Why should we assume that the stories told by historians are more than the work of the imagination? Are not these accounts essentially inventions controlled largely by uncritically accepted assumptions? Well, we have certain primary texts, those traces of the past. They provide some control, do they not?

But in all reflections on experience, including historical accounts and even our own individual stories, there is interpretation and a work of construction and imagination. This is true especially when the work of the historian is grounded on a passionate struggle with texts. It would seem impossible for one to have any experience that is not itself coupled with interpretation, and every casual or serious reflection on our experiences will involve additional interpretations of those experiences. Even (or especially) when we memorialize some incident in our lives, we interpret and explain; we do not merely report in some detached, mechanical manner. The report itself is necessarily an interpretation and perhaps explanation. Hence there is no such thing as an “objective historian,” and “objective” history is merely the understanding of the past that we have objectified through writing. The object is what the historian produces and not the past about which some things are written–the past is always our understanding of it and not an object before our eyes. The only things that we can have before our eyes are the texts that memorialize the understandings of the past. Through these we have access to the words and deeds of the past. These we believe are worth our attention, and some are even worthy of remembrance. Every understanding of the past is thus some particular point of view. But which one is, to use Arrington’s striking expression, the “whole truth”?

Which historical account yields an understanding of “events as they actually happened”? Obviously that depends upon what one means by “truth.” And it also depends upon exactly what one will allow within the realm of possibilities and hence upon the background assumptions or frameworks one brings to the task of understanding the past. These possibilities, influenced by our preunderstandings and by our language, affect our categories of interpretation and explanation.

But we are now being told that our history simply cannot be done any longer on the basis of assumptions that include the possibility that God acts in history or that messengers could visit prophets.

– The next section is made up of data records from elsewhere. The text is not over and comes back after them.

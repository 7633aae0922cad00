/* This Source Code Form is subject to the terms of the Mozilla Public
 * License, v. 2.0. If a copy of the MPL was not distributed with this
 * file, You can obtain one at http://mozilla.org/MPL/2.0/. */

//! # Text fix-ups for non-standard IDL dialects.
//!
//! Neither Emscripten's WebIDL binder nor Gecko's XPIDL accept exactly standard WebIDL,
//! and the parser rejects their extensions outright. Rather than teach the parser
//! about them, we rewrite the source text into something close enough before parsing.
//! These are regex rewrites, not a real parse, so they only handle the forms that
//! show up in practice.

use once_cell::sync::Lazy;
use regex::{Captures, Regex};

use crate::Options;

/// Declarations that XPIDL files take for granted.
const GECKO_PRELUDE: &str = include_str!("nsISupports.idl");

fn regex(pattern: &str) -> Regex {
    Regex::new(pattern).expect("fix-up patterns are valid regexes")
}

/// Apply every fix-up enabled by `options`, in order.
pub fn preprocess(idl: &str, options: &Options) -> String {
    let mut idl = idl.to_owned();
    if options.emscripten {
        idl = inheritance(&idl);
        idl = array(&idl);
    }
    if options.gecko {
        idl = preprocessor_statements(&idl);
        idl = bodyless_interface(&idl);
        idl = uuid_extended_attributes(&idl);
        idl = in_function_arg(&idl);
        idl = strip_square_brackets(&idl);
        idl = sequence_types(&idl);
        // XPIDL string types; see
        // https://firefox-source-docs.mozilla.org/xpcom/xpidl.html#types
        idl.push('\n');
        idl.push_str("typedef string AString;\n");
        idl.push_str("typedef string ACString;\n");
        idl.push_str("typedef string AUTF8String;\n");
        idl.push_str(GECKO_PRELUDE);
    }
    idl
}

/// Emscripten spells inheritance as a separate `Child implements Parent;` statement.
///
/// The statement is commented out and the parent moved onto the first matching
/// `interface Child {` line.
pub fn inheritance(idl: &str) -> String {
    static IMPLEMENTS: Lazy<Regex> =
        Lazy::new(|| regex(r"(?i)([a-zA-Z0-9]+) implements ([a-zA-Z0-9]+);"));

    let mut pairs = Vec::new();
    let mut idl = IMPLEMENTS
        .replace_all(idl, |caps: &Captures<'_>| {
            pairs.push((caps[1].to_owned(), caps[2].to_owned()));
            format!("// {}", &caps[0])
        })
        .into_owned();
    for (child, parent) in pairs {
        idl = idl.replacen(
            &format!("interface {child} {{"),
            &format!("interface {child}: {parent} {{"),
            1,
        );
    }
    idl
}

/// Emscripten accepts C-style array types such as `float[]`.
pub fn array(idl: &str) -> String {
    static ATTRIBUTE: Lazy<Regex> = Lazy::new(|| regex(r"(?i)attribute (\w+)\[\]"));
    static FLOAT: Lazy<Regex> = Lazy::new(|| regex(r"(?i)float\[\]"));
    static LONG: Lazy<Regex> = Lazy::new(|| regex(r"(?i)long\[\]"));

    let idl = ATTRIBUTE.replace_all(idl, "attribute FrozenArray<${1}>");
    let idl = FLOAT.replace_all(&idl, "FrozenArray<float>");
    LONG.replace_all(&idl, "FrozenArray<long>").into_owned()
}

/// Drop `#include`-style lines and `%{C++ ... %}` blocks.
pub fn preprocessor_statements(idl: &str) -> String {
    static DIRECTIVE: Lazy<Regex> = Lazy::new(|| regex(r"#.*\n"));
    static CPP_BLOCK: Lazy<Regex> = Lazy::new(|| regex(r"(?s)%\{C\+\+\n.*?%\}"));

    let idl = DIRECTIVE.replace_all(idl, "");
    CPP_BLOCK.replace_all(&idl, "").into_owned()
}

/// Forward declarations (`interface nsIFile;`) become opaque `any` aliases.
pub fn bodyless_interface(idl: &str) -> String {
    static BODYLESS: Lazy<Regex> = Lazy::new(|| regex(r"interface (\w*);"));
    BODYLESS.replace_all(idl, "typedef any ${1};").into_owned()
}

/// Drop function-style entries such as `uuid(...)` from extended attribute lists.
pub fn uuid_extended_attributes(idl: &str) -> String {
    static CALL: Lazy<Regex> = Lazy::new(|| regex(r"(,\s*)\w*\((\w|-)*\)"));
    CALL.replace_all(idl, "").into_owned()
}

/// Drop the `in`/`out` direction markers, and any attribute list in front of them,
/// from arguments.
pub fn in_function_arg(idl: &str) -> String {
    static DIRECTION: Lazy<Regex> = Lazy::new(|| {
        regex(r"(\(|(,\s*)|(,\n\s*))(\[((\w|\(|\))*(,\s*)?)*\] ?)?(in|out) ((\w* ?)*)")
    });
    DIRECTION.replace_all(idl, "${1}${4}${9}").into_owned()
}

/// Unwrap `[optional]` and drop the remaining bracketed attribute lists that
/// XPIDL puts on members and arguments.
pub fn strip_square_brackets(idl: &str) -> String {
    static OPTIONAL: Lazy<Regex> = Lazy::new(|| regex(r"\[(optional)\]"));
    static BEFORE_DECL: Lazy<Regex> = Lazy::new(|| regex(r"\[(\w|\(|\)|,|\s)*\] (\w* \w*)"));
    static BARE: Lazy<Regex> = Lazy::new(|| regex(r"\[(\w|\(|\))*\]"));

    let idl = OPTIONAL.replace_all(idl, "${1}");
    let idl = BEFORE_DECL.replace_all(&idl, "${2}");
    BARE.replace_all(&idl, "").into_owned()
}

/// XPIDL's `Array<T>` is WebIDL's `sequence<T>`.
pub fn sequence_types(idl: &str) -> String {
    static ARRAY: Lazy<Regex> = Lazy::new(|| regex(r"\bArray<(\w*)>"));
    ARRAY.replace_all(idl, "sequence<${1}>").into_owned()
}
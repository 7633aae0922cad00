/* This Source Code Form is subject to the terms of the Mozilla Public
 * License, v. 2.0. If a copy of the MPL was not distributed with this
 * file, You can obtain one at http://mozilla.org/MPL/2.0/. */

//! # Interface and interface mixin definitions.
//!
//! A declaration in the IDL like this:
//!
//! ```
//! # let defns = webidl2ts_bindgen::interface::parse_webidl(r##"
//! interface Gamepad : EventTarget {
//!     const unsigned short MAX_BUTTONS = 32;
//!     readonly attribute DOMString id;
//!     constructor(DOMString id);
//!     boolean vibrate(double duration);
//!     iterable<GamepadButton>;
//! };
//! # "##)?;
//! # Ok::<(), anyhow::Error>(())
//! ```
//!
//! lowers to an [`Interface`] whose members keep their declaration order:
//!
//! ```
//! # use webidl2ts_meta::{Definition, Member};
//! # let defns = webidl2ts_bindgen::interface::parse_webidl(r##"
//! # interface Gamepad : EventTarget {
//! #     const unsigned short MAX_BUTTONS = 32;
//! #     readonly attribute DOMString id;
//! #     constructor(DOMString id);
//! #     boolean vibrate(double duration);
//! #     iterable<GamepadButton>;
//! # };
//! # "##)?;
//! let gamepad = match &defns[0] {
//!     Definition::Interface(i) => i,
//!     _ => unreachable!(),
//! };
//! assert_eq!(gamepad.inheritance.as_deref(), Some("EventTarget"));
//! assert!(matches!(gamepad.members[0], Member::Const(_)));
//! assert!(matches!(gamepad.members[1], Member::Attribute(_)));
//! assert!(matches!(gamepad.members[2], Member::Constructor(_)));
//! assert!(matches!(gamepad.members[3], Member::Operation(_)));
//! assert!(matches!(gamepad.members[4], Member::Iterable(_)));
//! # Ok::<(), anyhow::Error>(())
//! ```
//!
//! Partial interfaces lower exactly like full ones; TypeScript merges the resulting
//! declarations for us.

use weedle::interface::{InterfaceMember, IterableInterfaceMember};
use weedle::mixin::MixinMember;
use webidl2ts_meta::{Attribute, Const, Interface, Iterable, Member};

use super::{function, unsupported, AstConverter};

impl AstConverter<Interface> for weedle::InterfaceDefinition<'_> {
    fn convert(&self) -> Interface {
        Interface {
            name: self.identifier.0.to_string(),
            inheritance: self
                .inheritance
                .as_ref()
                .map(|i| i.identifier.0.to_string()),
            members: self.members.body.convert(),
            ext_attrs: self.attributes.convert(),
        }
    }
}

impl AstConverter<Interface> for weedle::PartialInterfaceDefinition<'_> {
    fn convert(&self) -> Interface {
        Interface {
            name: self.identifier.0.to_string(),
            inheritance: None,
            members: self.members.body.convert(),
            ext_attrs: self.attributes.convert(),
        }
    }
}

impl AstConverter<Interface> for weedle::InterfaceMixinDefinition<'_> {
    fn convert(&self) -> Interface {
        Interface {
            name: self.identifier.0.to_string(),
            inheritance: None,
            members: self.members.body.convert(),
            ext_attrs: self.attributes.convert(),
        }
    }
}

impl AstConverter<Interface> for weedle::PartialInterfaceMixinDefinition<'_> {
    fn convert(&self) -> Interface {
        Interface {
            name: self.identifier.0.to_string(),
            inheritance: None,
            members: self.members.body.convert(),
            ext_attrs: self.attributes.convert(),
        }
    }
}

impl AstConverter<Member> for InterfaceMember<'_> {
    fn convert(&self) -> Member {
        match self {
            InterfaceMember::Const(c) => Member::Const(Const {
                name: c.identifier.0.to_string(),
                idl_type: c.const_type.convert(),
            }),
            InterfaceMember::Attribute(a) => Member::Attribute(Attribute {
                name: a.identifier.0.to_string(),
                idl_type: a.type_.convert(),
                readonly: a.readonly.is_some(),
            }),
            InterfaceMember::Constructor(c) => {
                Member::Constructor(function::constructor(&c.args.body))
            }
            InterfaceMember::Operation(op) => Member::Operation(function::operation(
                op.identifier.as_ref(),
                &op.args.body,
                &op.return_type,
            )),
            InterfaceMember::Iterable(it) => it.convert(),
            _ => Member::Unsupported(unsupported(self, None)),
        }
    }
}

impl AstConverter<Member> for IterableInterfaceMember<'_> {
    fn convert(&self) -> Member {
        match self {
            IterableInterfaceMember::Single(it) => Member::Iterable(Iterable {
                idl_types: vec![it.generics.body.convert()],
            }),
            IterableInterfaceMember::Double(it) => {
                let (key, _, value) = &it.generics.body;
                Member::Iterable(Iterable {
                    idl_types: vec![key.convert(), value.convert()],
                })
            }
            #[allow(unreachable_patterns)]
            _ => Member::Unsupported(unsupported(self, None)),
        }
    }
}

impl AstConverter<Member> for MixinMember<'_> {
    fn convert(&self) -> Member {
        match self {
            MixinMember::Const(c) => Member::Const(Const {
                name: c.identifier.0.to_string(),
                idl_type: c.const_type.convert(),
            }),
            MixinMember::Attribute(a) => Member::Attribute(Attribute {
                name: a.identifier.0.to_string(),
                idl_type: a.type_.convert(),
                readonly: a.readonly.is_some(),
            }),
            MixinMember::Operation(op) => Member::Operation(function::operation(
                op.identifier.as_ref(),
                &op.args.body,
                &op.return_type,
            )),
            _ => Member::Unsupported(unsupported(self, None)),
        }
    }
}

#[cfg(test)]
mod test {
    use webidl2ts_meta::{Definition, Type};

    use super::*;
    use crate::interface::parse_webidl;

    fn members(idl: &str) -> Vec<Member> {
        match parse_webidl(idl).unwrap().remove(0) {
            Definition::Interface(i) | Definition::InterfaceMixin(i) => i.members,
            other => panic!("expected an interface, got {other:?}"),
        }
    }

    #[test]
    fn test_attributes() {
        let members = members(
            r#"
            interface Element {
                readonly attribute DOMString tagName;
                attribute DOMString? id;
            };
        "#,
        );
        assert_eq!(
            members,
            vec![
                Member::Attribute(Attribute {
                    name: "tagName".to_owned(),
                    idl_type: Type::named("DOMString"),
                    readonly: true,
                }),
                Member::Attribute(Attribute {
                    name: "id".to_owned(),
                    idl_type: Type::named("DOMString"),
                    readonly: false,
                }),
            ]
        );
    }

    #[test]
    fn test_special_operation_without_name() {
        let members = members(
            r#"
            interface Storage {
                getter DOMString? getItem(DOMString key);
                getter DOMString (unsigned long index);
            };
        "#,
        );
        match (&members[0], &members[1]) {
            (Member::Operation(named), Member::Operation(unnamed)) => {
                assert_eq!(named.name.as_deref(), Some("getItem"));
                assert_eq!(unnamed.name, None);
                assert_eq!(unnamed.arguments[0].idl_type, Type::named("unsigned long"));
            }
            other => panic!("expected two operations, got {other:?}"),
        }
    }

    #[test]
    fn test_iterables() {
        let members = members(
            r#"
            interface Headers {
                iterable<ByteString, ByteString>;
            };
        "#,
        );
        assert_eq!(
            members,
            vec![Member::Iterable(Iterable {
                idl_types: vec![Type::named("ByteString"), Type::named("ByteString")],
            })]
        );
    }

    #[test]
    fn test_maplike_is_unsupported() {
        let members = members(
            r#"
            interface Registry {
                readonly maplike<DOMString, long>;
                stringifier;
            };
        "#,
        );
        let kinds: Vec<_> = members
            .iter()
            .map(|m| match m {
                Member::Unsupported(u) => u.kind.as_str(),
                other => panic!("expected unsupported members, got {other:?}"),
            })
            .collect();
        assert_eq!(kinds, vec!["maplike", "stringifier"]);
    }

    #[test]
    fn test_mixin_members() {
        let members = members(
            r#"
            interface mixin Body {
                const short KIND = 1;
                readonly attribute boolean bodyUsed;
                Promise<DOMString> text();
            };
        "#,
        );
        assert_eq!(
            members,
            vec![
                Member::Const(Const {
                    name: "KIND".to_owned(),
                    idl_type: Type::named("short"),
                }),
                Member::Attribute(Attribute {
                    name: "bodyUsed".to_owned(),
                    idl_type: Type::named("boolean"),
                    readonly: true,
                }),
                Member::Operation(webidl2ts_meta::Operation {
                    name: Some("text".to_owned()),
                    arguments: vec![],
                    return_type: Type::generic("Promise", vec![Type::named("DOMString")]),
                }),
            ]
        );
    }
}
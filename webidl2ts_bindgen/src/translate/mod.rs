/* This Source Code Form is subject to the terms of the Mozilla Public
 * License, v. 2.0. If a copy of the MPL was not distributed with this
 * file, You can obtain one at http://mozilla.org/MPL/2.0/. */

//! # Translate an IDL syntax tree into TypeScript declarations.
//!
//! Each root definition produces one declaration, in input order. The only
//! exception is an interface exposed on `Window`, which is followed by an ambient
//! `declare var` so the global object can be used as a value:
//!
//! ```
//! # use webidl2ts_bindgen::{Options, translate::translate, interface::parse_webidl};
//! # use webidl2ts_bindgen::bindings::typescript::print_declarations;
//! let definitions = parse_webidl(r#"
//!     [Exposed=Window]
//!     interface Screen {
//!         readonly attribute long width;
//!     };
//! "#)?;
//! let translation = translate(&definitions, &Options::default());
//! assert_eq!(
//!     print_declarations(&translation.declarations),
//!     "interface Screen {\n    readonly width: number;\n}\ndeclare var Screen: Screen;\n",
//! );
//! # Ok::<(), anyhow::Error>(())
//! ```
//!
//! Constructs that have no TypeScript rendering are skipped and reported as
//! [`Diagnostic`]s instead of failing the whole translation.

use std::fmt;

use serde::Serialize;
use webidl2ts_meta::{
    Argument, Attribute, Callback, Definition, Enum, Includes, Interface, Member, Operation,
    Type, Typedef,
};

use crate::bindings::typescript::*;
use crate::Options;

pub mod type_map;

pub use type_map::resolve_base_type;

/// The outcome of translating a list of definitions.
#[derive(Debug, Clone, Default, PartialEq, Eq)]
pub struct Translation {
    pub declarations: Vec<Declaration>,
    pub diagnostics: Vec<Diagnostic>,
}

#[derive(Debug, Clone, Copy, PartialEq, Eq, Hash)]
pub enum DiagnosticKind {
    UnsupportedDefinition,
    UnsupportedMember,
    UnsupportedType,
}

/// A construct that was skipped during translation.
#[derive(Debug, Clone, PartialEq, Eq, Hash)]
pub struct Diagnostic {
    pub kind: DiagnosticKind,
    pub message: String,
    /// The offending node, as pretty-printed JSON.
    pub node: String,
}

impl fmt::Display for Diagnostic {
    fn fmt(&self, f: &mut fmt::Formatter<'_>) -> fmt::Result {
        write!(
            f,
            "{}\n{}\nPlease file an issue and provide the used idl file.",
            self.message, self.node
        )
    }
}

/// Translate definitions into declarations.
///
/// Only `options.emscripten` affects the result: it switches attributes to
/// `get_`/`set_` accessor methods.
pub fn translate(definitions: &[Definition], options: &Options) -> Translation {
    let mut translator = Translator::new(options);
    for definition in definitions {
        translator.definition(definition);
    }
    Translation {
        declarations: translator.declarations,
        diagnostics: translator.diagnostics,
    }
}

struct Translator<'a> {
    options: &'a Options,
    declarations: Vec<Declaration>,
    diagnostics: Vec<Diagnostic>,
}

impl<'a> Translator<'a> {
    fn new(options: &'a Options) -> Self {
        Self {
            options,
            declarations: Vec::new(),
            diagnostics: Vec::new(),
        }
    }

    fn warn(&mut self, kind: DiagnosticKind, message: impl Into<String>, node: &impl Serialize) {
        let node = serde_json::to_string_pretty(node)
            .unwrap_or_else(|e| format!("<node could not be serialized: {e}>"));
        self.diagnostics.push(Diagnostic {
            kind,
            message: message.into(),
            node,
        });
    }

    fn definition(&mut self, definition: &Definition) {
        match definition {
            Definition::Interface(iface)
            | Definition::InterfaceMixin(iface)
            | Definition::Dictionary(iface) => self.interface(iface),
            Definition::Includes(includes) => self.includes(includes),
            Definition::Enum(e) => self.enum_(e),
            Definition::Callback(callback) => self.callback(callback),
            Definition::Typedef(typedef) => self.typedef(typedef),
            Definition::Unsupported(_) => self.warn(
                DiagnosticKind::UnsupportedDefinition,
                "Unsupported IDL type",
                definition,
            ),
        }
    }

    fn interface(&mut self, iface: &Interface) {
        let mut decl = InterfaceDeclaration::new(&iface.name);
        if let Some(parent) = &iface.inheritance {
            decl.heritage.push(TypeReference::new(parent));
        }
        for member in &iface.members {
            self.member(&iface.name, member, &mut decl);
        }
        self.declarations.push(Declaration::Interface(decl));

        let on_window = iface
            .ext_attrs_named("Exposed")
            .any(|attr| attr.rhs.as_ref().and_then(|rhs| rhs.as_single()) == Some("Window"));
        if on_window {
            self.declarations.push(Declaration::Variable(VariableDeclaration {
                name: iface.name.clone(),
                type_: TsType::reference(&iface.name),
                declare: true,
            }));
        }
    }

    fn member(&mut self, owner: &str, member: &Member, decl: &mut InterfaceDeclaration) {
        match member {
            Member::Attribute(attr) => self.attribute(attr, &mut decl.members),
            Member::Operation(op) => {
                if let Some(signature) = self.operation(owner, op, member) {
                    decl.members.push(signature);
                }
            }
            Member::Constructor(ctor) => {
                let parameters = self.parameters(&ctor.arguments);
                decl.members
                    .push(Signature::Construct(ConstructSignature { parameters }));
            }
            Member::Field(field) => {
                let type_ = self.convert_type(&field.idl_type);
                decl.members.push(Signature::Property(PropertySignature {
                    name: field.name.clone(),
                    readonly: false,
                    optional: !field.required,
                    type_,
                }));
            }
            Member::Const(c) => {
                let type_ = self.convert_type(&c.idl_type);
                decl.members.push(Signature::Property(PropertySignature {
                    name: c.name.clone(),
                    readonly: true,
                    optional: false,
                    type_,
                }));
            }
            Member::Iterable(iterable) => {
                let arguments = iterable
                    .idl_types
                    .iter()
                    .map(|t| self.convert_type(t))
                    .collect();
                decl.heritage
                    .push(TypeReference::with_arguments("Iterable", arguments));
            }
            Member::Unsupported(_) => {
                self.warn(DiagnosticKind::UnsupportedMember, "Unsupported IDL member", member)
            }
        }
    }

    fn attribute(&mut self, attr: &Attribute, members: &mut Vec<Signature>) {
        let type_ = self.convert_type(&attr.idl_type);
        if self.options.emscripten {
            // Readonly attributes get a setter too; Emscripten's glue generates one
            // for every attribute.
            members.push(Signature::Method(MethodSignature {
                name: format!("get_{}", attr.name),
                parameters: vec![],
                return_type: type_.clone(),
            }));
            members.push(Signature::Method(MethodSignature {
                name: format!("set_{}", attr.name),
                parameters: vec![Parameter {
                    name: "value".to_owned(),
                    optional: false,
                    type_,
                }],
                return_type: TsType::Keyword(Keyword::Void),
            }));
        } else {
            members.push(Signature::Property(PropertySignature {
                name: attr.name.clone(),
                readonly: attr.readonly,
                optional: false,
                type_,
            }));
        }
    }

    fn operation(&mut self, owner: &str, op: &Operation, member: &Member) -> Option<Signature> {
        let name = match &op.name {
            Some(name) => name,
            None => {
                self.warn(
                    DiagnosticKind::UnsupportedMember,
                    "Unsupported IDL member: operation without a name",
                    member,
                );
                return None;
            }
        };
        let parameters = self.parameters(&op.arguments);
        // Emscripten's IDL binder spells constructors as an operation named after
        // the interface.
        if name == owner {
            return Some(Signature::Construct(ConstructSignature { parameters }));
        }
        let return_type = self.convert_type(&op.return_type);
        Some(Signature::Method(MethodSignature {
            name: name.clone(),
            parameters,
            return_type,
        }))
    }

    fn parameters(&mut self, arguments: &[Argument]) -> Vec<Parameter> {
        arguments
            .iter()
            .map(|arg| Parameter {
                name: arg.name.clone(),
                optional: arg.optional,
                type_: self.convert_type(&arg.idl_type),
            })
            .collect()
    }

    fn includes(&mut self, includes: &Includes) {
        self.declarations
            .push(Declaration::Interface(InterfaceDeclaration {
                name: includes.target.clone(),
                heritage: vec![TypeReference::new(&includes.includes)],
                members: vec![],
            }));
    }

    fn enum_(&mut self, e: &Enum) {
        let type_ = TsType::Union(
            e.values
                .iter()
                .map(|v| TsType::StringLiteral(v.clone()))
                .collect(),
        );
        self.declarations
            .push(Declaration::TypeAlias(TypeAliasDeclaration {
                name: e.name.clone(),
                type_,
            }));
    }

    fn callback(&mut self, callback: &Callback) {
        let parameters = self.parameters(&callback.arguments);
        let return_type = Box::new(self.convert_type(&callback.return_type));
        self.declarations
            .push(Declaration::TypeAlias(TypeAliasDeclaration {
                name: callback.name.clone(),
                type_: TsType::Function(FunctionType {
                    parameters,
                    return_type,
                }),
            }));
    }

    fn typedef(&mut self, typedef: &Typedef) {
        let type_ = self.convert_type(&typedef.idl_type);
        self.declarations
            .push(Declaration::TypeAlias(TypeAliasDeclaration {
                name: typedef.name.clone(),
                type_,
            }));
    }

    fn convert_type(&mut self, idl_type: &Type) -> TsType {
        match idl_type {
            Type::Named { name } => {
                let resolved = resolve_base_type(name);
                match Keyword::from_name(resolved) {
                    Some(keyword) => TsType::Keyword(keyword),
                    None => TsType::reference(resolved),
                }
            }
            Type::Generic { name, arguments } => {
                let arguments = arguments.iter().map(|t| self.convert_type(t)).collect();
                TsType::Reference(TypeReference::with_arguments(
                    resolve_base_type(name),
                    arguments,
                ))
            }
            Type::Union { members } => {
                TsType::Union(members.iter().map(|t| self.convert_type(t)).collect())
            }
            Type::Unrecognized { .. } => {
                self.warn(DiagnosticKind::UnsupportedType, "Unsupported IDL type", idl_type);
                TsType::Keyword(Keyword::Unknown)
            }
        }
    }
}
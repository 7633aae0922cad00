/* This Source Code Form is subject to the terms of the Mozilla Public
 * License, v. 2.0. If a copy of the MPL was not distributed with this
 * file, You can obtain one at http://mozilla.org/MPL/2.0/. */

//! # Mapping from IDL type names to TypeScript type names.
//!
//! IDL has a much richer set of primitive types than TypeScript; every numeric type
//! collapses to `number` and every string type to `string`. Container types keep their
//! arguments but change their outer name (`sequence<T>` becomes `Array<T>`).
//!
//! Names that aren't in the table are user-defined (an interface, a dictionary, a
//! typedef, ...) and pass through unchanged, so the lookup never fails.

use std::collections::HashMap;

use once_cell::sync::Lazy;

static BASE_TYPES: Lazy<HashMap<&'static str, &'static str>> = Lazy::new(|| {
    let mut m = HashMap::new();
    for buffer in [
        "ArrayBuffer",
        "ArrayBufferView",
        "DataView",
        "Int8Array",
        "Uint8Array",
        "Int16Array",
        "Uint16Array",
        "Uint8ClampedArray",
        "Int32Array",
        "Uint32Array",
        "Float32Array",
        "Float64Array",
    ] {
        m.insert(buffer, buffer);
    }
    for numeric in [
        "byte",
        "octet",
        "short",
        "unsigned short",
        "long",
        "unsigned long",
        "long long",
        "unsigned long long",
        "float",
        "unrestricted float",
        "double",
        "unrestricted double",
    ] {
        m.insert(numeric, "number");
    }
    for string in ["ByteString", "DOMString", "USVString", "CSSOMString"] {
        m.insert(string, "string");
    }
    for same in ["any", "boolean", "Date", "Function", "Promise", "void", "EventHandler"] {
        m.insert(same, same);
    }
    m.insert("object", "any");
    m.insert("sequence", "Array");
    m.insert("record", "Record");
    m.insert("FrozenArray", "ReadonlyArray");
    m.insert("VoidPtr", "unknown");
    m
});

/// Look up the TypeScript name for a bare IDL type name.
///
/// Unmapped names are returned as-is.
pub fn resolve_base_type(name: &str) -> &str {
    BASE_TYPES.get(name).copied().unwrap_or(name)
}

#[cfg(test)]
mod test {
    use super::*;

    #[test]
    fn test_numeric_types_are_numbers() {
        for name in [
            "byte",
            "octet",
            "short",
            "unsigned short",
            "long",
            "unsigned long",
            "long long",
            "unsigned long long",
            "float",
            "unrestricted float",
            "double",
            "unrestricted double",
        ] {
            assert_eq!(resolve_base_type(name), "number", "{name}");
        }
    }

    #[test]
    fn test_string_types_are_strings() {
        for name in ["ByteString", "DOMString", "USVString", "CSSOMString"] {
            assert_eq!(resolve_base_type(name), "string");
        }
    }

    #[test]
    fn test_containers_and_specials() {
        assert_eq!(resolve_base_type("sequence"), "Array");
        assert_eq!(resolve_base_type("record"), "Record");
        assert_eq!(resolve_base_type("FrozenArray"), "ReadonlyArray");
        assert_eq!(resolve_base_type("object"), "any");
        assert_eq!(resolve_base_type("VoidPtr"), "unknown");
        assert_eq!(resolve_base_type("Promise"), "Promise");
        assert_eq!(resolve_base_type("Float64Array"), "Float64Array");
        assert_eq!(resolve_base_type("EventHandler"), "EventHandler");
    }

    #[test]
    fn test_every_entry_resolves_to_something() {
        for (name, target) in BASE_TYPES.iter() {
            assert!(!target.is_empty(), "{name} maps to nothing");
            assert_eq!(resolve_base_type(name), *target);
        }
    }

    #[test]
    fn test_unknown_names_pass_through() {
        assert_eq!(resolve_base_type("HTMLCanvasElement"), "HTMLCanvasElement");
        assert_eq!(resolve_base_type("nsISupports"), "nsISupports");
        assert_eq!(resolve_base_type(""), "");
    }
}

One striking bit of such dogmatism has it that “you don’t get books from angels and translate them by miracles; it is just that simple.”43 Sterling McMurrin opines that “the church shouldn’t tie religious faith to its history.” He also complains that the Church of Jesus Christ of Latter-day Saints “has concealed much of its history from its people.”44 These opinions appear to be a way of saying that the understanding of Mormon origins held by the faithful rests on a different framework of assumptions than McMurrin’s naturalistic understanding of those events. He begins with positivist assumptions, including a dogmatic rejection of the possibility that heavenly messengers may visit with prophets, and then begs the question from that point on. The faithful will at least grant the possibility that God has acted and see where it takes them. When the faithful tell the story of the people of God, McMurrin sees that as a clear indication of a suppression of the truth and as a failure to face the truth about unseemly elements in the past. Something becomes “unseemly” when it does not fit easily within the dogmas of his positivist (or naturalistic) ideology.

We also have the case of an author complaining that some fellow writer of the Reorganized Church of Jesus Christ of Latter Day Saints (now the Community of Christ) has made a dreadful mistake because “he . . . seems to uncritically assume that alleged contact with supernatural beings actually occurred, a faith assumption which the historian–lacking methods of verification–cannot make.”45 That statement implies that historians cannot be believers and that believers cannot be historians. There is a confusion here between the role of assumptions when one seeks to test statements (assuming that verification is possible) and the actual testing of those statements. An assumption is exactly what is not verified. Hence, when the historian begins to tell stories, the assumptions upon which the plot is fashioned will not have been verified; that is exactly why they are called assumptions.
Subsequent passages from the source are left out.